The system resource of the server is specifically the CPU idle rate of the server and the size of the idle value of the memory.
Specifically, the CPU Idle rate is generally expressed by the size of the value of idlecus, i.e., System idles, whose full name is System Idle Process, i.e., the System Idle value, and the larger the value of idlecus, the lower the CPU occupancy. For example, when the "System Idle Process" Process occupies 2% of the resources, it means that only 2% of the resources of the machine are currently Idle, i.e., the machine may be infected with a virus or occupied by other programs by 98%. In other words, the larger the System Idle Process occupies resources, the more resources are available to the System. In this embodiment, a shell script language may be used to collect the CPU idle rate of the server in real time, and of course, any processor language, software, or hardware capable of realizing the collection of the server resource utilization rate in this embodiment is within the scope of this application.
Meanwhile, in the embodiment of the application, when the CPU idle rate of the server is obtained, the remaining memory data of the server also needs to be obtained. The server memory is mainly used for storing temporary data and caching, temporary processing data are put into the memory, direct hard disk reading is avoided, and therefore the reading speed of files during data processing is improved.

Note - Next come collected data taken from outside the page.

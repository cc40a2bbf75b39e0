//! Ed25519 key generation with an optional pre-generated pool.
//!
//! [`KeyPool`] owns one background thread that keeps a bounded queue topped
//! up.  [`KeyPool::take`] never waits for it: an empty queue falls back to
//! generating a key on the caller's thread.

use std::sync::Mutex;
use std::sync::mpsc::{Receiver, SyncSender, sync_channel};
use std::thread::JoinHandle;

use rand::RngCore;
use ssh_key::private::{Ed25519Keypair, KeypairData};
use tracing::debug;
use zeroize::Zeroizing;

use crate::PrivateKey;
use crate::error::{KeyStoreError, Result};

/// Generate a fresh Ed25519 private key.
pub fn generate() -> Result<PrivateKey> {
    let mut seed = Zeroizing::new([0u8; 32]);
    rand::rng().fill_bytes(seed.as_mut());
    let keypair = Ed25519Keypair::from_seed(&seed);
    ssh_key::PrivateKey::new(KeypairData::from(keypair), "")
        .map(PrivateKey::new)
        .map_err(|e| KeyStoreError::malformed("generated key", e))
}

pub struct KeyPool {
    rx: Option<Mutex<Receiver<PrivateKey>>>,
    worker: Option<JoinHandle<()>>,
}

impl KeyPool {
    /// Start a pool holding up to `capacity` ready keys.
    pub fn new(capacity: usize) -> Result<Self> {
        let (tx, rx) = sync_channel(capacity.max(1));
        let worker = std::thread::Builder::new()
            .name("keystash-keygen".into())
            .spawn(move || fill(tx))
            .map_err(|e| KeyStoreError::from_io("spawn key generator", e))?;
        Ok(Self {
            rx: Some(Mutex::new(rx)),
            worker: Some(worker),
        })
    }

    /// A pre-generated key, or a freshly generated one if none is ready.
    pub fn take(&self) -> Result<PrivateKey> {
        if let Some(rx) = &self.rx
            && let Ok(rx) = rx.lock()
            && let Ok(key) = rx.try_recv()
        {
            return Ok(key);
        }
        debug!("key pool empty, generating synchronously");
        generate()
    }
}

fn fill(tx: SyncSender<PrivateKey>) {
    loop {
        let key = match generate() {
            Ok(key) => key,
            Err(e) => {
                debug!(error = %e, "key generator stopping");
                return;
            }
        };
        // Blocks while the queue is full; fails once the pool is dropped.
        if tx.send(key).is_err() {
            return;
        }
    }
}

impl Drop for KeyPool {
    fn drop(&mut self) {
        self.rx.take();
        if let Some(worker) = self.worker.take() {
            let _ = worker.join();
        }
    }
}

The server system occupies less memory, and the amount of memory consumption depends on the amount of data processed by the server. Therefore, before the file is divided, the residual value of the memory is used as the basis of the file division in the data processing process, and the size of the loaded file can be dynamically adjusted, so that the memory overflow caused by the overlarge loaded file is avoided.
Specifically, after the system resources of the server are acquired, the idle rate of the CPU and the idle value of the memory are subjected to weighted summation, and the result of the weighted summation is used as the file segmentation threshold. The formula for the specific weighted sum is as follows:
the division threshold is the idle rate of the CPU + the idle value of the memory/64 × N, where N is an integer and represents the number of blocks of the memory, and the unit of the memory idle value is MB.

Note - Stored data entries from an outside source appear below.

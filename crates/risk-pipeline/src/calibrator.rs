//! Geographic calibration
//!
//! Deterministic post-processing that rescales a model's raw probability
//! using non-learned geographic priors: landlocked locations cannot see
//! cyclones, fuel-free land cannot carry forest fires, and earthquake
//! probability is pinned to the seismic band's window. First matching rule
//! per hazard wins, identity otherwise, and the result is always clamped
//! to [0, 1].

use geo_context::{ForestBand, GeoContext, SeismicBand};
use hazard_models::Hazard;

/// Cyclone suppression for landlocked locations.
pub const INLAND_CYCLONE_SCALE: f64 = 0.10;
pub const INLAND_CYCLONE_CAP: f64 = 0.15;

/// Fire suppression on fuel-free (urban/desert) land.
pub const BARREN_FIRE_SCALE: f64 = 0.15;
pub const BARREN_FIRE_CAP: f64 = 0.20;

/// Fire damping on low-coverage land.
pub const SPARSE_FIRE_SCALE: f64 = 0.60;

/// Per-band earthquake transform: (scale, floor, cap).
///
/// The raw probability is scaled, then pinned into [floor, cap]. Bands 2-4
/// carry a floor: the geological override holds even when the model output
/// is low, which is the behavior the extreme-band scenarios require.
pub fn earthquake_rule(band: SeismicBand) -> (f64, f64, f64) {
    match band {
        SeismicBand::Stable => (0.05, 0.0, 0.10),
        SeismicBand::Low => (0.30, 0.0, 0.25),
        SeismicBand::Moderate => (0.50, 0.25, 0.50),
        SeismicBand::High => (0.80, 0.50, 0.75),
        SeismicBand::Extreme => (1.0, 0.70, 0.95),
    }
}

/// Rescale a raw model probability with the location's geographic priors.
pub fn calibrate(hazard: Hazard, raw: f64, ctx: &GeoContext) -> f64 {
    let adjusted = match hazard {
        Hazard::Flood => raw,
        Hazard::Cyclone => {
            if ctx.is_coastal {
                raw
            } else {
                (raw * INLAND_CYCLONE_SCALE).min(INLAND_CYCLONE_CAP)
            }
        }
        Hazard::Fire => match ctx.forest_band {
            ForestBand::Barren => (raw * BARREN_FIRE_SCALE).min(BARREN_FIRE_CAP),
            ForestBand::Sparse => raw * SPARSE_FIRE_SCALE,
            ForestBand::Moderate | ForestBand::Dense => raw,
        },
        Hazard::Earthquake => {
            let (scale, floor, cap) = earthquake_rule(ctx.seismic_band);
            (raw * scale).max(floor).min(cap)
        }
    };

    adjusted.clamp(0.0, 1.0)
}

#[cfg(test)]
mod tests {
    use super::*;

    fn ctx(is_coastal: bool, forest_band: ForestBand, seismic_band: SeismicBand) -> GeoContext {
        GeoContext {
            is_coastal,
            forest_band,
            seismic_band,
            seismic_zone: String::new(),
        }
    }

    fn probabilities() -> impl Iterator<Item = f64> {
        (0..=20).map(|i| i as f64 / 20.0)
    }

    #[test]
    fn test_flood_is_identity() {
        let c = ctx(false, ForestBand::Barren, SeismicBand::Stable);
        for raw in probabilities() {
            assert_eq!(calibrate(Hazard::Flood, raw, &c), raw);
        }
    }

    #[test]
    fn test_inland_cyclone_capped() {
        let inland = ctx(false, ForestBand::Sparse, SeismicBand::Stable);
        for raw in probabilities() {
            let p = calibrate(Hazard::Cyclone, raw, &inland);
            assert!(p <= INLAND_CYCLONE_CAP, "raw {raw} -> {p}");
            assert!(p <= raw, "suppression never amplifies");
        }
        // Coastal is untouched
        let coastal = ctx(true, ForestBand::Sparse, SeismicBand::Stable);
        assert_eq!(calibrate(Hazard::Cyclone, 0.9, &coastal), 0.9);
    }

    #[test]
    fn test_fire_band_suppression() {
        let barren = ctx(true, ForestBand::Barren, SeismicBand::Stable);
        let sparse = ctx(true, ForestBand::Sparse, SeismicBand::Stable);
        let dense = ctx(true, ForestBand::Dense, SeismicBand::Stable);

        for raw in probabilities() {
            let p = calibrate(Hazard::Fire, raw, &barren);
            assert!(p <= raw, "barren fire never exceeds raw");
            assert!(p <= BARREN_FIRE_CAP);

            let p = calibrate(Hazard::Fire, raw, &sparse);
            assert!((p - raw * SPARSE_FIRE_SCALE).abs() < 1e-12);

            assert_eq!(calibrate(Hazard::Fire, raw, &dense), raw);
        }
    }

    #[test]
    fn test_earthquake_band_windows() {
        for raw in probabilities() {
            let stable = calibrate(
                Hazard::Earthquake,
                raw,
                &ctx(true, ForestBand::Sparse, SeismicBand::Stable),
            );
            assert!(stable <= 0.10, "stable craton capped: raw {raw} -> {stable}");

            let low = calibrate(
                Hazard::Earthquake,
                raw,
                &ctx(true, ForestBand::Sparse, SeismicBand::Low),
            );
            assert!(low <= 0.25);

            let moderate = calibrate(
                Hazard::Earthquake,
                raw,
                &ctx(true, ForestBand::Sparse, SeismicBand::Moderate),
            );
            assert!((0.25..=0.50).contains(&moderate));

            let high = calibrate(
                Hazard::Earthquake,
                raw,
                &ctx(true, ForestBand::Sparse, SeismicBand::High),
            );
            assert!((0.50..=0.75).contains(&high));

            let extreme = calibrate(
                Hazard::Earthquake,
                raw,
                &ctx(true, ForestBand::Sparse, SeismicBand::Extreme),
            );
            assert!(
                (0.70..=0.95).contains(&extreme),
                "extreme floor holds regardless of raw output: raw {raw} -> {extreme}"
            );
        }
    }

    #[test]
    fn test_output_always_in_unit_interval() {
        let contexts = [
            ctx(false, ForestBand::Barren, SeismicBand::Stable),
            ctx(true, ForestBand::Dense, SeismicBand::Extreme),
            ctx(false, ForestBand::Sparse, SeismicBand::Moderate),
        ];
        for c in &contexts {
            for hazard in Hazard::ALL {
                for raw in probabilities() {
                    let p = calibrate(hazard, raw, c);
                    assert!((0.0..=1.0).contains(&p), "{hazard} raw {raw} -> {p}");
                }
            }
        }
    }
}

The idle rate of the CPU has less influence on the calculation of the file division threshold, so the formula may also exist in the following manner:
the partition threshold is the free value/64 × N of the memory, where N is an integer and represents the number of blocks of the memory, and the unit of the memory free value is MB.
For example, on an application server, the idle value is 80%, the idle memory value is 8000MB, the divided file threshold is: when the size of the file to be processed is less than 250.8MB, the number of times of processing increases without affecting the processing speed, and when the size of the file to be processed is greater than 250.8MB, the CPU load may be excessive and the memory may overflow.
While processing the partition with the size of 250.8MB, continuously acquiring the current remaining amount of the server system resource, and as the number of processing tasks increases, assuming that the idle value is 85% and the free memory value is 7500MB at this time, the partition correction value is: 0.75+7500/64 × 2 ═ 235.125 MB. That is, the small file which is next participated in the file processing should be processed with the highest processing efficiency when the small file is divided into 235.125 MB.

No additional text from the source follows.